GOAL OF THE EXERCISE: Check each line of the records below and collect those holding "UpdateEventType".
####################
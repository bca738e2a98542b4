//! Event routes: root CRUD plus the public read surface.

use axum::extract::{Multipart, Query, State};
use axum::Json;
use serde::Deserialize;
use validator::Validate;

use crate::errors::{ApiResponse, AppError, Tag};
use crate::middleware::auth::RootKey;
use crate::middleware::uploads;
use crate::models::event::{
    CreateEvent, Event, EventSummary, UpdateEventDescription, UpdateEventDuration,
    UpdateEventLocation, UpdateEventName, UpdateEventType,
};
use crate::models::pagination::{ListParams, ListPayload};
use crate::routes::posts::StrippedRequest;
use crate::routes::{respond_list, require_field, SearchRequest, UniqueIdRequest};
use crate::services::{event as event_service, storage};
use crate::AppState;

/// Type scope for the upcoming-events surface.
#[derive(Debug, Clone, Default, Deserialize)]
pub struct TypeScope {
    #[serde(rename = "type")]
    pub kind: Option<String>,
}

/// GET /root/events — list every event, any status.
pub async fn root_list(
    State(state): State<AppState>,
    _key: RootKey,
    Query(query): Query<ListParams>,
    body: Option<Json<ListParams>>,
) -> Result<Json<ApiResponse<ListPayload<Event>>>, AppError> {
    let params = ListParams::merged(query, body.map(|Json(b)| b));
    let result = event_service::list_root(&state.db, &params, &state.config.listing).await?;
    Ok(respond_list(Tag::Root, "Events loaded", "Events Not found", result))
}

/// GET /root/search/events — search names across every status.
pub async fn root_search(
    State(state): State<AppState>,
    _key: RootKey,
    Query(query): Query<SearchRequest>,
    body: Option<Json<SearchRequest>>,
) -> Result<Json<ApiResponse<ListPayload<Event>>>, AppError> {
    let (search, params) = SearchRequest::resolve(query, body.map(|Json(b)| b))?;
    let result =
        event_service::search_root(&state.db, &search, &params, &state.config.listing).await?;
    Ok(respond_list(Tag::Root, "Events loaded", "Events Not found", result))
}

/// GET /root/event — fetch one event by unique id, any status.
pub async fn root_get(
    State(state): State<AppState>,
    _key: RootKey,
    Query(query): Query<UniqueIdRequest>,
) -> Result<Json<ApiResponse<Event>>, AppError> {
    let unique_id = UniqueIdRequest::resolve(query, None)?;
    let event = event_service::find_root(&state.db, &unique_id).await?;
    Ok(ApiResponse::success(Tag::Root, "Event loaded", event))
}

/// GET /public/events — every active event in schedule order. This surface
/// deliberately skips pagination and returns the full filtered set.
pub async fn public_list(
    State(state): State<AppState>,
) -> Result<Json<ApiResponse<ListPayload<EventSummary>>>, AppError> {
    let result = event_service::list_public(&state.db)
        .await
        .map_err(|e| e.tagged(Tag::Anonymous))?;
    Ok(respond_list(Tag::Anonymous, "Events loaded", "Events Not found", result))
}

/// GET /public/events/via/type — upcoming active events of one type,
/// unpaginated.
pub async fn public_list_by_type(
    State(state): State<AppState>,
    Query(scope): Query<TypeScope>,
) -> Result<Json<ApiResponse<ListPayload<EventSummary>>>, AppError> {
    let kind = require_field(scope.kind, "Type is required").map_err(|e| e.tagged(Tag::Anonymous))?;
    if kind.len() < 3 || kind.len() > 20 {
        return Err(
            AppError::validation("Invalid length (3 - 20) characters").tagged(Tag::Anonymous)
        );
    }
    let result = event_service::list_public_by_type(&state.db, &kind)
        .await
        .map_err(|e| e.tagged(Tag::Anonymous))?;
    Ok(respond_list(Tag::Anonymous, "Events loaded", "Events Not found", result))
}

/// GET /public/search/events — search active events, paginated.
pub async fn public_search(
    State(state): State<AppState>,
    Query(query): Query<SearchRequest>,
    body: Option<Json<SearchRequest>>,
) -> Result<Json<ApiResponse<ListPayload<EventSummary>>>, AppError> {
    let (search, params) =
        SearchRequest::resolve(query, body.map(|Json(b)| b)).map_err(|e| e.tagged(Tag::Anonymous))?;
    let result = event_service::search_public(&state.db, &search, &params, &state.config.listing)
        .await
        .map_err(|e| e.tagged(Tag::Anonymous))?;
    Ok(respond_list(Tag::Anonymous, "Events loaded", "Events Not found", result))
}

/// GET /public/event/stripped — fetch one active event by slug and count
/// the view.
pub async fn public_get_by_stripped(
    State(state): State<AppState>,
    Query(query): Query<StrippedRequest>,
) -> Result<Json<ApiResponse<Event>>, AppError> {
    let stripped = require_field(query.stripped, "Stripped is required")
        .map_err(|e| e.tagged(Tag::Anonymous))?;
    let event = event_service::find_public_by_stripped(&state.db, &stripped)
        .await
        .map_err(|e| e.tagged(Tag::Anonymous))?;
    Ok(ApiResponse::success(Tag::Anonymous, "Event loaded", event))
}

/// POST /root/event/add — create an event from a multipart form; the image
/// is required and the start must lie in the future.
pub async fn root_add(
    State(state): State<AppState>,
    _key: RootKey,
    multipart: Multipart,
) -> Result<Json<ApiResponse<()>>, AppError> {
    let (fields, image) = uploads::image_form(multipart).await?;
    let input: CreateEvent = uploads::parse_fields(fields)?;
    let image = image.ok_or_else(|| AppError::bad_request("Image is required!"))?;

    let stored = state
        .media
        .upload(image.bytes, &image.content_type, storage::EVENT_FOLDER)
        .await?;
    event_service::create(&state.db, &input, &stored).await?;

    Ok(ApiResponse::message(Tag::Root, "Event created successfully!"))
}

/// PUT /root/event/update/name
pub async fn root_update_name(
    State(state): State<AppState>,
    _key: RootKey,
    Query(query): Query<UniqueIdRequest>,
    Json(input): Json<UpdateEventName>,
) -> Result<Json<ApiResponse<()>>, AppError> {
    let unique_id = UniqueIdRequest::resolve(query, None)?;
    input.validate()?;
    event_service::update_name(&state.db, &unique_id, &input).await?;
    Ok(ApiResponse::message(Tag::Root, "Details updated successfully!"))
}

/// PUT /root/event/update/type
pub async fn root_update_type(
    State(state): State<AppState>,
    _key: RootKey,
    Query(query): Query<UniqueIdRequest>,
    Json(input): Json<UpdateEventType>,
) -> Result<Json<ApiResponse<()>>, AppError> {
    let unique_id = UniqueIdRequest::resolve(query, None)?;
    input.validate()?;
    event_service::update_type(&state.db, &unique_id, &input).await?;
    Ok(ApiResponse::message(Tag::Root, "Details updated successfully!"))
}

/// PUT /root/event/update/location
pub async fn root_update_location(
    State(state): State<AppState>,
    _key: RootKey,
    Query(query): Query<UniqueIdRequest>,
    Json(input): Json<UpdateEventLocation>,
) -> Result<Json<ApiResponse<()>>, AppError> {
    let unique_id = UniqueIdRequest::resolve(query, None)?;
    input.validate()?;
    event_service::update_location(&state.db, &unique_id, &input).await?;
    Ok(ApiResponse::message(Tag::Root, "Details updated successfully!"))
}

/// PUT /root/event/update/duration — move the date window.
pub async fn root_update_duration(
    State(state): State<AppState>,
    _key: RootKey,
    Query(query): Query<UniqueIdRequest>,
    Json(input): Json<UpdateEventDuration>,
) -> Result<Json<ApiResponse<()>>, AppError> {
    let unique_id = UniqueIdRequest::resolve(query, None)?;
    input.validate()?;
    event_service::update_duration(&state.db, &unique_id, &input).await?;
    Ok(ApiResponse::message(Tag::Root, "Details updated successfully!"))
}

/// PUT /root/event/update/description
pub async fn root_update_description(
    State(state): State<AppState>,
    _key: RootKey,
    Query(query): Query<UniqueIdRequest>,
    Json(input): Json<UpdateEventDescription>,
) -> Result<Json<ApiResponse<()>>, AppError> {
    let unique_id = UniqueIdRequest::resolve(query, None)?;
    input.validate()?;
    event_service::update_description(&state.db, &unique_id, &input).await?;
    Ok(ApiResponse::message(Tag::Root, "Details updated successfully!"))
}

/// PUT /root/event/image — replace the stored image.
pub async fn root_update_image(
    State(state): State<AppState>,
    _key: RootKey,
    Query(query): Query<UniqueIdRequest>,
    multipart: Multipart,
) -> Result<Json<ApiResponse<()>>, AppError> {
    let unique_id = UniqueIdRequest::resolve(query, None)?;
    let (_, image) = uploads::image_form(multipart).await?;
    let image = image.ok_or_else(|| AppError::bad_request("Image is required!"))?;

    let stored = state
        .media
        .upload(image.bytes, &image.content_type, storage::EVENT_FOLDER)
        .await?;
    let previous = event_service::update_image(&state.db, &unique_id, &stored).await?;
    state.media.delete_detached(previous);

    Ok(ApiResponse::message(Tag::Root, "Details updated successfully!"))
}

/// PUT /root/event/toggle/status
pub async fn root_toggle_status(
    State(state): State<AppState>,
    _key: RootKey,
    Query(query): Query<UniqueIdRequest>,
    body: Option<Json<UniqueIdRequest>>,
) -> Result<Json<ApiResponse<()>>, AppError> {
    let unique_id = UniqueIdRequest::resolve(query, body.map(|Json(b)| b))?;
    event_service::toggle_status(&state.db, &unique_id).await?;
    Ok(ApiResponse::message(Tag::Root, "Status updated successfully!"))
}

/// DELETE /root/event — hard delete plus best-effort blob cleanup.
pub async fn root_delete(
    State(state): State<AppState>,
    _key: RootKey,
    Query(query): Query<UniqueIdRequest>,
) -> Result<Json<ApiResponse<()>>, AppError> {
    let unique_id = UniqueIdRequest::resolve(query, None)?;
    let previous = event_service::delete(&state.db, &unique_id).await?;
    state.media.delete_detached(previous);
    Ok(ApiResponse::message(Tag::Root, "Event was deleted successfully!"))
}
####################
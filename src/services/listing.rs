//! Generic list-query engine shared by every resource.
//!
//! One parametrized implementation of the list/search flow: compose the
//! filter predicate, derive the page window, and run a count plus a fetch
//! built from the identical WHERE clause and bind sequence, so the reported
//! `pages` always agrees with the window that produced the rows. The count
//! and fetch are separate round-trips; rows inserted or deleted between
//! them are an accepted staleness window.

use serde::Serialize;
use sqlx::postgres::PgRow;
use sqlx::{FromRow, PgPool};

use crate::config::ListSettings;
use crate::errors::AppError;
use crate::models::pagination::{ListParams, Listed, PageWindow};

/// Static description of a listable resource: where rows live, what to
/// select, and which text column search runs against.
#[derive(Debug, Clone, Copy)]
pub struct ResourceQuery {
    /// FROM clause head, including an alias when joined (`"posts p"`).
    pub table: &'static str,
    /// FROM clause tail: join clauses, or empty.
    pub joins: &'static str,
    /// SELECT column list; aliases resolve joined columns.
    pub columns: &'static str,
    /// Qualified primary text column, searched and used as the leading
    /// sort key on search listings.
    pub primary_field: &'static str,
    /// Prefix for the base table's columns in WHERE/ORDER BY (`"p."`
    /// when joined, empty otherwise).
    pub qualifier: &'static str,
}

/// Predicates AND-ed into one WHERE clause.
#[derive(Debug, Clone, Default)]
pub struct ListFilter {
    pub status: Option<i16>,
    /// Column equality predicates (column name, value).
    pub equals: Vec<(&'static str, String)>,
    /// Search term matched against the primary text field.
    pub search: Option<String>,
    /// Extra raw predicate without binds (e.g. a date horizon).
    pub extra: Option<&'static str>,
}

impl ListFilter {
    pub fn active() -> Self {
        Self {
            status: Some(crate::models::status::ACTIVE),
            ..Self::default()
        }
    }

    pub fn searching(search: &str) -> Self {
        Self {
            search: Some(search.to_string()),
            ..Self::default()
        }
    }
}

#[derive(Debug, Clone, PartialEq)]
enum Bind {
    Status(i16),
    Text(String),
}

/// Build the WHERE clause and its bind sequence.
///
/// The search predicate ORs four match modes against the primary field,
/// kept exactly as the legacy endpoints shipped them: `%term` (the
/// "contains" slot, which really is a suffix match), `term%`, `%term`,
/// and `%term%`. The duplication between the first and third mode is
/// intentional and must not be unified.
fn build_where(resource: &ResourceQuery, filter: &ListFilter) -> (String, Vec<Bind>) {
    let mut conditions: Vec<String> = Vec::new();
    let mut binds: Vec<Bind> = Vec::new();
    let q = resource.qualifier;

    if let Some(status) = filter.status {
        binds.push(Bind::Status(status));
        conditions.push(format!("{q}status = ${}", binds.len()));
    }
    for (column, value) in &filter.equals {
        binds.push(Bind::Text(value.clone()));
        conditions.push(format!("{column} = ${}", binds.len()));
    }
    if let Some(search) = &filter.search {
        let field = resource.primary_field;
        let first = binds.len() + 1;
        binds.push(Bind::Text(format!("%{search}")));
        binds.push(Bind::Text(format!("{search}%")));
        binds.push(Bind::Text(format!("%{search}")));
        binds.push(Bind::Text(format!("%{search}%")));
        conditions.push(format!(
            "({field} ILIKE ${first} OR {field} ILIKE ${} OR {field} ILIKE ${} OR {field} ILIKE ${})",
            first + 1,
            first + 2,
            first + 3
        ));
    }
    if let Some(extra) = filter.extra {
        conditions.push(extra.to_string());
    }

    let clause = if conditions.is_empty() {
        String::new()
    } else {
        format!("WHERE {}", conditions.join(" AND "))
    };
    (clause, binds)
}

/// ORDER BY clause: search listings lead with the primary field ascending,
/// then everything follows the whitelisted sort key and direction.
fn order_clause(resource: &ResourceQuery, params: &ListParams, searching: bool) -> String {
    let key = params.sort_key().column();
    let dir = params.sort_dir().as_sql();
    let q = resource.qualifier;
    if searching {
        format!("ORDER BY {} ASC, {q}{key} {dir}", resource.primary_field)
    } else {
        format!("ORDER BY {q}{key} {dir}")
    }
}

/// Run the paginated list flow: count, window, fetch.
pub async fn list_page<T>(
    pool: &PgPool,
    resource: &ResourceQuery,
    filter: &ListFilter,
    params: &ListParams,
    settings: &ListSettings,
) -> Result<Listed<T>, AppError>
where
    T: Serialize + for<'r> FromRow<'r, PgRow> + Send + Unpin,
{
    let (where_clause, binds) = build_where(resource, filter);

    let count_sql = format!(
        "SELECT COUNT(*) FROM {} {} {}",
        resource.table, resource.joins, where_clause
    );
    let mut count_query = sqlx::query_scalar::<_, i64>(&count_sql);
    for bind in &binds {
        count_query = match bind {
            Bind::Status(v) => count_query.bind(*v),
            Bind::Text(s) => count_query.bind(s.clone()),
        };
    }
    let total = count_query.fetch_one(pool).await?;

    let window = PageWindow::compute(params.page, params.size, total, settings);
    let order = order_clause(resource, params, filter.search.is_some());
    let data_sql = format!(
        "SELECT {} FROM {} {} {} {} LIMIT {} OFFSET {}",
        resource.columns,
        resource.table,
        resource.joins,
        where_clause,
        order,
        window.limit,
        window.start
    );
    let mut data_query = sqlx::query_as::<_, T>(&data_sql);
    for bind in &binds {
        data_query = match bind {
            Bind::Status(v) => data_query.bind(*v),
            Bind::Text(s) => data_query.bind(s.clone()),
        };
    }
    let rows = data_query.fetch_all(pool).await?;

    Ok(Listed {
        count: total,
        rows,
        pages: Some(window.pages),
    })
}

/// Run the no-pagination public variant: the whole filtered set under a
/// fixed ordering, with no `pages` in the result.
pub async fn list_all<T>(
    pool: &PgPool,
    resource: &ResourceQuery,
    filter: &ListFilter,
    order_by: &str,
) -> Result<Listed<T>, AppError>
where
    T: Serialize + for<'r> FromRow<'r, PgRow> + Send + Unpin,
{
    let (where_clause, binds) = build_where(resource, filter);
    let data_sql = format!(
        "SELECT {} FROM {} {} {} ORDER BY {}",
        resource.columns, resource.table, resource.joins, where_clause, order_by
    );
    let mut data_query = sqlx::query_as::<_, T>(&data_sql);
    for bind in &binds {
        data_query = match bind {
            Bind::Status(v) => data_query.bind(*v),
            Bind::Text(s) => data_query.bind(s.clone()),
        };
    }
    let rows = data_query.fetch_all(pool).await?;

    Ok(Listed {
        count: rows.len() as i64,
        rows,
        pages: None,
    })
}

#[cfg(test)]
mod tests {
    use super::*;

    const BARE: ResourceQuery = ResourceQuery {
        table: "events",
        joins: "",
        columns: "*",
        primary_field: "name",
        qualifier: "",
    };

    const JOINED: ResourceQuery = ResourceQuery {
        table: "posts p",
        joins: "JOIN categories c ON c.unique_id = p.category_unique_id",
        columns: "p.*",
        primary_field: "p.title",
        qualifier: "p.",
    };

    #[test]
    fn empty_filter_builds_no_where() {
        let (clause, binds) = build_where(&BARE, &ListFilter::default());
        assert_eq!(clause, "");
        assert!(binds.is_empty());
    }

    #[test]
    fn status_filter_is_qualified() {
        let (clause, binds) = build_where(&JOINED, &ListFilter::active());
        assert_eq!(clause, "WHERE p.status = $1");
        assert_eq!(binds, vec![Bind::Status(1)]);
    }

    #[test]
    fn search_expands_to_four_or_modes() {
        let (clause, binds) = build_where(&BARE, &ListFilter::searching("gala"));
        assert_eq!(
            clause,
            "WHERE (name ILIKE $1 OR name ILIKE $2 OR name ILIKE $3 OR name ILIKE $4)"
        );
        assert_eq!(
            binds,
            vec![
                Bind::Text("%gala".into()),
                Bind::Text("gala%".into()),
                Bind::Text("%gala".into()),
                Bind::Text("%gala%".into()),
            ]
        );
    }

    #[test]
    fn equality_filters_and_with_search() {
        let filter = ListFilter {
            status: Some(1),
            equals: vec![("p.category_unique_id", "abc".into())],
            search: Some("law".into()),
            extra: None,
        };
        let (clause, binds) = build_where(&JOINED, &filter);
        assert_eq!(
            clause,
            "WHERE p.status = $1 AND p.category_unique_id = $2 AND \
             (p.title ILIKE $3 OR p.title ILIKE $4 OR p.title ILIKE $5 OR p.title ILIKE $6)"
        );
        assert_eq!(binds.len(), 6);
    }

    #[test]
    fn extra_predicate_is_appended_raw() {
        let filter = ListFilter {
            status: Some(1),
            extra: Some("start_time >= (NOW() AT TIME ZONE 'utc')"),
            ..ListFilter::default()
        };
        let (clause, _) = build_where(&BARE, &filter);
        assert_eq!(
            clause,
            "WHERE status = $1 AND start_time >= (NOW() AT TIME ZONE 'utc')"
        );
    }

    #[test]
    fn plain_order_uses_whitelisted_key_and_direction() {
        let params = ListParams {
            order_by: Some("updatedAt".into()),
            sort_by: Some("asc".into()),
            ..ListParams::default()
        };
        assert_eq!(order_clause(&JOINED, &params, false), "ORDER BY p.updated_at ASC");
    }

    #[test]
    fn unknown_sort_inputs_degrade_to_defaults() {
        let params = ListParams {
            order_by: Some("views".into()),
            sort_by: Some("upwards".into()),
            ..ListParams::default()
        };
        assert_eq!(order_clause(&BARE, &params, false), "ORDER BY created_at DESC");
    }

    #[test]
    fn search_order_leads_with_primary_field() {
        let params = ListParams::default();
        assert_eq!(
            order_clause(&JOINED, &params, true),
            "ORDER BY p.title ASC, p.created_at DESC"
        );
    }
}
####################
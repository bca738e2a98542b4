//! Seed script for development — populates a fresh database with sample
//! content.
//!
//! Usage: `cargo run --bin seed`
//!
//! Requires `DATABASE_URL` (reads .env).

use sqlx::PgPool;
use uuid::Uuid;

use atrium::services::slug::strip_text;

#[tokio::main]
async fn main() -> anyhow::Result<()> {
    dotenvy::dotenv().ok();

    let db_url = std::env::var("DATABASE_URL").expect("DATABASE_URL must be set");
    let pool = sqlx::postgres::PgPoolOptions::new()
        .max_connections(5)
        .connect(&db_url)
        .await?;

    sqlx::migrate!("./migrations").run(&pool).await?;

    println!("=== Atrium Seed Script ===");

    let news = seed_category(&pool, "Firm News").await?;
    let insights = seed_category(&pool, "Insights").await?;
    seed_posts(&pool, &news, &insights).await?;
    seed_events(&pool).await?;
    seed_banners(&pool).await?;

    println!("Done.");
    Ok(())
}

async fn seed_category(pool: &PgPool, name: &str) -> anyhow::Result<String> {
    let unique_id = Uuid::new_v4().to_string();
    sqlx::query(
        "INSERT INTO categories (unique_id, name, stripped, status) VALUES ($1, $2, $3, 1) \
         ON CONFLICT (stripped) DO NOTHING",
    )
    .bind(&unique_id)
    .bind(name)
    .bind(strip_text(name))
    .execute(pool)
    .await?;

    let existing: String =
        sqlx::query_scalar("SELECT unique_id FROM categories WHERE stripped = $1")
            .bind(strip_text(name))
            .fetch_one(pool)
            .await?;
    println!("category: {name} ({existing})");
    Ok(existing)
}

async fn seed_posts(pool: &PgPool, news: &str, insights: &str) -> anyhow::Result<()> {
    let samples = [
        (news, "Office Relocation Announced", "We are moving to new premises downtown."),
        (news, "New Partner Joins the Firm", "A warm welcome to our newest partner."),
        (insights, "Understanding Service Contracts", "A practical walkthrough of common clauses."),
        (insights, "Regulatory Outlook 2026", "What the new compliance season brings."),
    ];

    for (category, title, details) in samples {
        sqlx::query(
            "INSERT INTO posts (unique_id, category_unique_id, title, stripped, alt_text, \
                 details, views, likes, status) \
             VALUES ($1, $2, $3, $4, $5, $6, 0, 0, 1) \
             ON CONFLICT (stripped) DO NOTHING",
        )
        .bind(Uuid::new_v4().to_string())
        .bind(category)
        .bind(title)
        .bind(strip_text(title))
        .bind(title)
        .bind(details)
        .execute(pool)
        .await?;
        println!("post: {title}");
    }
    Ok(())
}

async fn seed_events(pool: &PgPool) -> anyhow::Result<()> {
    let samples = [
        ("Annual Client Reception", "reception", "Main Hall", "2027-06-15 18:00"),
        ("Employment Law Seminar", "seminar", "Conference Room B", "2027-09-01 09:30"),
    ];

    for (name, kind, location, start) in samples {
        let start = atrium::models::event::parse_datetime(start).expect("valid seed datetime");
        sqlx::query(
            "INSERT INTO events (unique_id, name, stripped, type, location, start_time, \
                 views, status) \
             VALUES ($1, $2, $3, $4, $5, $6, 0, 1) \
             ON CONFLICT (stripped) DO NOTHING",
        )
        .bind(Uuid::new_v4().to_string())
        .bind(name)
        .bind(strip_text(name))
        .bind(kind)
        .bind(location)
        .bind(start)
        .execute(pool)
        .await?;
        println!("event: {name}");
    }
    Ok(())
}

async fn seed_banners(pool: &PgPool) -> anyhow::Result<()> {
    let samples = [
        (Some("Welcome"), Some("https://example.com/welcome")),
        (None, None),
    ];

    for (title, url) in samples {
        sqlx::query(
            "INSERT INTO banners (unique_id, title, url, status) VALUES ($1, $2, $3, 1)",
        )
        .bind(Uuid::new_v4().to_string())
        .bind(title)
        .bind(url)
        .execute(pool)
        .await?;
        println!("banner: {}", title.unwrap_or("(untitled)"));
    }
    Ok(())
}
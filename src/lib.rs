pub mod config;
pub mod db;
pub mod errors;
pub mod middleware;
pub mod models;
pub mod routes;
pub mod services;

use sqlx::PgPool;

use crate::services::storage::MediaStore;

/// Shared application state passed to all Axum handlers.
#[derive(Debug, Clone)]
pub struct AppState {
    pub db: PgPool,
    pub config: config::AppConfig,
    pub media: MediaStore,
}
####################
SOLUTION FOR THIS TASK:
    UpdateEventLocation, UpdateEventName, UpdateEventType,
    Json(input): Json<UpdateEventType>,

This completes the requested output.